■ **How to complete this task**:
Give back the whole listing exactly, line by line.
------ Excerpted records
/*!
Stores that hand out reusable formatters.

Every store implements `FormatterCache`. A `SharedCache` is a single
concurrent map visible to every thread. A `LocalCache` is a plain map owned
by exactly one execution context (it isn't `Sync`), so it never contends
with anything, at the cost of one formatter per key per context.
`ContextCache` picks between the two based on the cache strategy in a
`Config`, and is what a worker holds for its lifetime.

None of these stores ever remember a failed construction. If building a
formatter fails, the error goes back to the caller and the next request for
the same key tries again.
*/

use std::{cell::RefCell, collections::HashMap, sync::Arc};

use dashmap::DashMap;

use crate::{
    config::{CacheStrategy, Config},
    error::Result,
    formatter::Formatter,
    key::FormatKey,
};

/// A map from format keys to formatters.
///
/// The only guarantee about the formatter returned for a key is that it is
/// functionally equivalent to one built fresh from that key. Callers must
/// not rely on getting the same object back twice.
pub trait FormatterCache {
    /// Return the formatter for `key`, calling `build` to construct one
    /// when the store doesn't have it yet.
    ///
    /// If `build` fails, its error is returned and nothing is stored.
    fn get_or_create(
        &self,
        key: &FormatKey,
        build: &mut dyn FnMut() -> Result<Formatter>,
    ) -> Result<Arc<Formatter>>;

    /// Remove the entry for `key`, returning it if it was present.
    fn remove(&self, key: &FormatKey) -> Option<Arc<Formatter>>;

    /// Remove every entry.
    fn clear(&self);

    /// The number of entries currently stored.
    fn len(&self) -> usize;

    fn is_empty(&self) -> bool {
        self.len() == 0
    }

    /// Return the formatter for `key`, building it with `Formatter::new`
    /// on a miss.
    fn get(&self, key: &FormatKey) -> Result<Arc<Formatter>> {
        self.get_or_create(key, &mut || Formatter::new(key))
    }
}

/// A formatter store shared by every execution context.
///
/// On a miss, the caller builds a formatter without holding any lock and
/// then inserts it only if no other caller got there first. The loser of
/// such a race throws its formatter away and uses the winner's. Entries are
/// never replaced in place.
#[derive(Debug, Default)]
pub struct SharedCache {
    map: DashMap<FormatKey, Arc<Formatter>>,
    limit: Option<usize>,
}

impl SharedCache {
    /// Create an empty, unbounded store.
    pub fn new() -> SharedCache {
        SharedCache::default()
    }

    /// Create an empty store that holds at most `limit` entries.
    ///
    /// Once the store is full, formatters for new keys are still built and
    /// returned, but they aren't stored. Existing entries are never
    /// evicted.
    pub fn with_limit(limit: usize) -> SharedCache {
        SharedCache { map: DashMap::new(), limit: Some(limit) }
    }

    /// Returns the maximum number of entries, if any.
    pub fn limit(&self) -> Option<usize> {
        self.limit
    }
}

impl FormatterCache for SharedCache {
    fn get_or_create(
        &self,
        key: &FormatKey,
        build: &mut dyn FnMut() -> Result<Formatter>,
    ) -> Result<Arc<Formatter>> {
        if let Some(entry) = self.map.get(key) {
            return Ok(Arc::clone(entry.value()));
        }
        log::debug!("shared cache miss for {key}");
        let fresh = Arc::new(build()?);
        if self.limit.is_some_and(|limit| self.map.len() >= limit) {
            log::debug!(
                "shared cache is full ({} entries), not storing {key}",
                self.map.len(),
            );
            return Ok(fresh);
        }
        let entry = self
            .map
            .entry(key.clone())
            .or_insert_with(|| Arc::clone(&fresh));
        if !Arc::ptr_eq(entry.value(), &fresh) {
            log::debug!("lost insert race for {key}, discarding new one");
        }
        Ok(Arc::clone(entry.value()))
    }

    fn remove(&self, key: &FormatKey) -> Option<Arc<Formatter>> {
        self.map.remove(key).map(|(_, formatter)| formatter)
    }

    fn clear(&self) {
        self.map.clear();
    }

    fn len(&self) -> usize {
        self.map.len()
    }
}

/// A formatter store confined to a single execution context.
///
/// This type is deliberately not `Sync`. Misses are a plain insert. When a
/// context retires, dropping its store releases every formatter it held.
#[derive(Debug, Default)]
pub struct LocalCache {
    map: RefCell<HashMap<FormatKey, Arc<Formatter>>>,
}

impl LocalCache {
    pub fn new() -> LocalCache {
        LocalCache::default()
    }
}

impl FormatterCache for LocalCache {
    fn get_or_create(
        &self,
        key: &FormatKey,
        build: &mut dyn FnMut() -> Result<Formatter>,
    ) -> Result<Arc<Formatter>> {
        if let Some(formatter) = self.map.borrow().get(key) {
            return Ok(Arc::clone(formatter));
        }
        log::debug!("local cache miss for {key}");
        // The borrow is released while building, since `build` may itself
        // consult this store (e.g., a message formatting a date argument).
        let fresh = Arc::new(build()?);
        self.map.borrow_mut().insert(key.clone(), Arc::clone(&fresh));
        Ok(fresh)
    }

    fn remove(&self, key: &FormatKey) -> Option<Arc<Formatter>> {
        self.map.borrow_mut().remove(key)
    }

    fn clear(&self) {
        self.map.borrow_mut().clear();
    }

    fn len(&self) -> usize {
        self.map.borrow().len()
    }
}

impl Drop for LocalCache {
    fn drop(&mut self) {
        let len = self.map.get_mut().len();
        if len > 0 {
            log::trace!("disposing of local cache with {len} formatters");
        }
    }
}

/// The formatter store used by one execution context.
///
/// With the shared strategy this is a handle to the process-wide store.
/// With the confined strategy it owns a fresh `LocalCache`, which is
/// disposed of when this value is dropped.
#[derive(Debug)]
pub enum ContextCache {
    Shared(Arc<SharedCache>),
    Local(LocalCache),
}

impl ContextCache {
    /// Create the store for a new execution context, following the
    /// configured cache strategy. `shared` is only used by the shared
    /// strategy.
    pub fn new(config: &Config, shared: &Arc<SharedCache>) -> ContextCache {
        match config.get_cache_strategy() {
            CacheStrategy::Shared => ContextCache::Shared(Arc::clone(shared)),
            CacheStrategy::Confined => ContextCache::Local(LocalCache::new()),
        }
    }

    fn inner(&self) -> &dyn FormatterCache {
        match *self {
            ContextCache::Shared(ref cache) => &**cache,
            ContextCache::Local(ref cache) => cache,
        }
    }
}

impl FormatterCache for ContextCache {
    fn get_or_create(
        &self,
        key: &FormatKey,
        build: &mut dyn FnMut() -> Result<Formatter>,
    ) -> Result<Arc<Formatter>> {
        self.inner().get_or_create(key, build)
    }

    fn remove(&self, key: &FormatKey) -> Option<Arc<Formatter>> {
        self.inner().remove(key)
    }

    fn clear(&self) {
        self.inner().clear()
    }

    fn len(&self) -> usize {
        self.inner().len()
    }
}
------------
■ **The answer**:
/*!
Stores that hand out reusable formatters.

Every store implements `FormatterCache`. A `SharedCache` is a single
concurrent map visible to every thread. A `LocalCache` is a plain map owned
by exactly one execution context (it isn't `Sync`), so it never contends
with anything, at the cost of one formatter per key per context.
`ContextCache` picks between the two based on the cache strategy in a
`Config`, and is what a worker holds for its lifetime.

None of these stores ever remember a failed construction. If building a
formatter fails, the error goes back to the caller and the next request for
the same key tries again.
*/

use std::{cell::RefCell, collections::HashMap, sync::Arc};

use dashmap::DashMap;

use crate::{
    config::{CacheStrategy, Config},
    error::Result,
    formatter::Formatter,
    key::FormatKey,
};

/// A map from format keys to formatters.
///
/// The only guarantee about the formatter returned for a key is that it is
/// functionally equivalent to one built fresh from that key. Callers must
/// not rely on getting the same object back twice.
pub trait FormatterCache {
    /// Return the formatter for `key`, calling `build` to construct one
    /// when the store doesn't have it yet.
    ///
    /// If `build` fails, its error is returned and nothing is stored.
    fn get_or_create(
        &self,
        key: &FormatKey,
        build: &mut dyn FnMut() -> Result<Formatter>,
    ) -> Result<Arc<Formatter>>;

    /// Remove the entry for `key`, returning it if it was present.
    fn remove(&self, key: &FormatKey) -> Option<Arc<Formatter>>;

    /// Remove every entry.
    fn clear(&self);

    /// The number of entries currently stored.
    fn len(&self) -> usize;

    fn is_empty(&self) -> bool {
        self.len() == 0
    }

    /// Return the formatter for `key`, building it with `Formatter::new`
    /// on a miss.
    fn get(&self, key: &FormatKey) -> Result<Arc<Formatter>> {
        self.get_or_create(key, &mut || Formatter::new(key))
    }
}

/// A formatter store shared by every execution context.
///
/// On a miss, the caller builds a formatter without holding any lock and
/// then inserts it only if no other caller got there first. The loser of
/// such a race throws its formatter away and uses the winner's. Entries are
/// never replaced in place.
#[derive(Debug, Default)]
pub struct SharedCache {
    map: DashMap<FormatKey, Arc<Formatter>>,
    limit: Option<usize>,
}

impl SharedCache {
    /// Create an empty, unbounded store.
    pub fn new() -> SharedCache {
        SharedCache::default()
    }

    /// Create an empty store that holds at most `limit` entries.
    ///
    /// Once the store is full, formatters for new keys are still built and
    /// returned, but they aren't stored. Existing entries are never
    /// evicted.
    pub fn with_limit(limit: usize) -> SharedCache {
        SharedCache { map: DashMap::new(), limit: Some(limit) }
    }

    /// Returns the maximum number of entries, if any.
    pub fn limit(&self) -> Option<usize> {
        self.limit
    }
}

impl FormatterCache for SharedCache {
    fn get_or_create(
        &self,
        key: &FormatKey,
        build: &mut dyn FnMut() -> Result<Formatter>,
    ) -> Result<Arc<Formatter>> {
        if let Some(entry) = self.map.get(key) {
            return Ok(Arc::clone(entry.value()));
        }
        log::debug!("shared cache miss for {key}");
        let fresh = Arc::new(build()?);
        if self.limit.is_some_and(|limit| self.map.len() >= limit) {
            log::debug!(
                "shared cache is full ({} entries), not storing {key}",
                self.map.len(),
            );
            return Ok(fresh);
        }
        let entry = self
            .map
            .entry(key.clone())
            .or_insert_with(|| Arc::clone(&fresh));
        if !Arc::ptr_eq(entry.value(), &fresh) {
            log::debug!("lost insert race for {key}, discarding new one");
        }
        Ok(Arc::clone(entry.value()))
    }

    fn remove(&self, key: &FormatKey) -> Option<Arc<Formatter>> {
        self.map.remove(key).map(|(_, formatter)| formatter)
    }

    fn clear(&self) {
        self.map.clear();
    }

    fn len(&self) -> usize {
        self.map.len()
    }
}

/// A formatter store confined to a single execution context.
///
/// This type is deliberately not `Sync`. Misses are a plain insert. When a
/// context retires, dropping its store releases every formatter it held.
#[derive(Debug, Default)]
pub struct LocalCache {
    map: RefCell<HashMap<FormatKey, Arc<Formatter>>>,
}

impl LocalCache {
    pub fn new() -> LocalCache {
        LocalCache::default()
    }
}

impl FormatterCache for LocalCache {
    fn get_or_create(
        &self,
        key: &FormatKey,
        build: &mut dyn FnMut() -> Result<Formatter>,
    ) -> Result<Arc<Formatter>> {
        if let Some(formatter) = self.map.borrow().get(key) {
            return Ok(Arc::clone(formatter));
        }
        log::debug!("local cache miss for {key}");
        // The borrow is released while building, since `build` may itself
        // consult this store (e.g., a message formatting a date argument).
        let fresh = Arc::new(build()?);
        self.map.borrow_mut().insert(key.clone(), Arc::clone(&fresh));
        Ok(fresh)
    }

    fn remove(&self, key: &FormatKey) -> Option<Arc<Formatter>> {
        self.map.borrow_mut().remove(key)
    }

    fn clear(&self) {
        self.map.borrow_mut().clear();
    }

    fn len(&self) -> usize {
        self.map.borrow().len()
    }
}

impl Drop for LocalCache {
    fn drop(&mut self) {
        let len = self.map.get_mut().len();
        if len > 0 {
            log::trace!("disposing of local cache with {len} formatters");
        }
    }
}

/// The formatter store used by one execution context.
///
/// With the shared strategy this is a handle to the process-wide store.
/// With the confined strategy it owns a fresh `LocalCache`, which is
/// disposed of when this value is dropped.
#[derive(Debug)]
pub enum ContextCache {
    Shared(Arc<SharedCache>),
    Local(LocalCache),
}

impl ContextCache {
    /// Create the store for a new execution context, following the
    /// configured cache strategy. `shared` is only used by the shared
    /// strategy.
    pub fn new(config: &Config, shared: &Arc<SharedCache>) -> ContextCache {
        match config.get_cache_strategy() {
            CacheStrategy::Shared => ContextCache::Shared(Arc::clone(shared)),
            CacheStrategy::Confined => ContextCache::Local(LocalCache::new()),
        }
    }

    fn inner(&self) -> &dyn FormatterCache {
        match *self {
            ContextCache::Shared(ref cache) => &**cache,
            ContextCache::Local(ref cache) => cache,
        }
    }
}

impl FormatterCache for ContextCache {
    fn get_or_create(
        &self,
        key: &FormatKey,
        build: &mut dyn FnMut() -> Result<Formatter>,
    ) -> Result<Arc<Formatter>> {
        self.inner().get_or_create(key, build)
    }

    fn remove(&self, key: &FormatKey) -> Option<Arc<Formatter>> {
        self.inner().remove(key)
    }

    fn clear(&self) {
        self.inner().clear()
    }

    fn len(&self) -> usize {
        self.inner().len()
    }
}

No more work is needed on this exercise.